I am looking forward to get an EdMika Adapter, but first I'll have to get one of these old lenses.

Unfortunately I can't decide if I should seek for the FL 55mm 1.2 or the FD 50mm 1.2L (latter I actually received an offer for..).

Any comments about the IQ (differences) of these two lenses? Thanks in advance.


----------



## 7enderbender (Apr 19, 2012)

criza said:


> I am looking forward to get an EdMika Adapter, but first I'll have to get one of these old lenses.
> 
> Unfortunately I can't decide if I should seek for the FL 55mm 1.2 or the FD 50mm 1.2L (latter I actually received an offer for..).
> 
> Any comments about the IQ (differences) of these two lenses? Thanks in advance.



They're both excellent. The latter will likely be much more expensive. Let's hear how you decide. I'm still thinking about getting one of the conversion gets for these as well.
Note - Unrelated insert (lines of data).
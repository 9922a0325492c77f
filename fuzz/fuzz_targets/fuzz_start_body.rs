//! Fuzz target: parsing and validation of the `POST /v1/vms` body.
//!
//! Arbitrary bytes must never panic. Anything accepted must carry a name
//! and launch profile that are safe to put on a kernel command line.

#![no_main]

use libfuzzer_sys::fuzz_target;
use vmctl_gateway::routes::parse_start_body;

fuzz_target!(|data: &[u8]| {
    if let Ok((name, entry_point)) = parse_start_body(data) {
        assert!(!name.as_str().is_empty());
        if let Some(entry_point) = entry_point {
            assert!(!entry_point.chars().any(char::is_whitespace));
        }
    }
});
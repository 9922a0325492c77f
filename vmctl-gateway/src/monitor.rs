//! Background health monitor.
//!
//! Periodically probes every running VM so a crashed hypervisor is reported
//! as `failed` without waiting for the next client request.

use std::sync::Arc;
use std::time::Duration;

use tokio::task::JoinHandle;
use tokio_util::sync::CancellationToken;
use vmctl_executor::{VmOrchestrator, VmmBackend};

/// Run [`VmOrchestrator::check_health`] every `interval` until `shutdown`
/// fires.
pub fn spawn_health_monitor<B: VmmBackend>(
    orchestrator: Arc<VmOrchestrator<B>>,
    interval: Duration,
    shutdown: CancellationToken,
) -> JoinHandle<()> {
    tokio::spawn(async move {
        let mut ticker = tokio::time::interval(interval);
        ticker.set_missed_tick_behavior(tokio::time::MissedTickBehavior::Delay);
        // The first tick completes immediately.
        ticker.tick().await;
        loop {
            tokio::select! {
                () = shutdown.cancelled() => break,
                _ = ticker.tick() => {
                    let failed = orchestrator.check_health().await;
                    if !failed.is_empty() {
                        tracing::warn!(count = failed.len(), "health check marked VMs failed");
                    }
                }
            }
        }
        tracing::debug!("health monitor stopped");
    })
}

/// Wait for a monitor started by [`spawn_health_monitor`] to finish.
///
/// Returns `false`, after logging, if the task panicked or was aborted.
pub async fn join_health_monitor(handle: JoinHandle<()>) -> bool {
    match handle.await {
        Ok(()) => true,
        Err(e) => {
            tracing::error!(error = %e, "health monitor task failed");
            false
        }
    }
}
I recently bought his adapter for my FD500 f/8. Fabulous quality.

My guess is that the 50L would be slightly better in image quality ( a friend of mine has it and it is truly outstanding). The 55 is unique just for it's slightly longer focal length and for the placement of the aperture ring. I can totally see reasons to lust after both ;-) Especially if you really are into the 50mm range like I am and like the build and feel of the old FD lenses.


----------



## ontarian (Apr 19, 2012)

criza said:


> I am looking forward to get an EdMika Adapter, but first I'll have to get one of these old lenses.
> 
> Unfortunately I can't decide if I should seek for the FL 55mm 1.2 or the FD 50mm 1.2L (latter I actually received an offer for..).
> 
> Any comments about the IQ (differences) of these two lenses? Thanks in advance.



I don't have a kit ready for the FD 50mm 1.2L yet and I still have many months of required development for it unfortunately. The FL 55 1.2 is a really unique lens and I'd also recommend considering the FD 55 1.2 chrome nose or SSC lenses http://www.ebay.ca/itm/180855493584?ssPageName=STRK:MESELX:IT&_trksid=p3984.m1555.l2649#ht_1204wt_1413 and soon the Aspherical (expensive though) one as the kit for that comes out within a month. -Ed


----------



## Harley (Apr 19, 2012)

I love the FL 55mm. It's an absolute pleasure to shoot with. Right now I've got a shot from this lens in the Gura Gear World of COLOR contest:
http://bit.ly/HanHZZ
It is a 15 sec exposure of the MAX train in Portland, Oregon. 

P.S. Consider "liking" the Gura Gear page and vote for my photo! Voting is allowed once every 24 hrs thru April 22nd.


----------



## Jon Gilchrist (Apr 19, 2012)

I've got an FL 55/1.2 converted with one of Ed's kits and I *love* it. Super creamy bokeh. I've got another copy of the lens sitting on my desk waiting for conversion.

One of the first shots I took after converting the lens:


----------



## Neeneko (Apr 19, 2012)

I was going to wait for the aspherical kit to be completed first, but was going to post the same basic question across the three of them. The three lenses are old enough that finding a good direct comparison of them has been a little frustrating.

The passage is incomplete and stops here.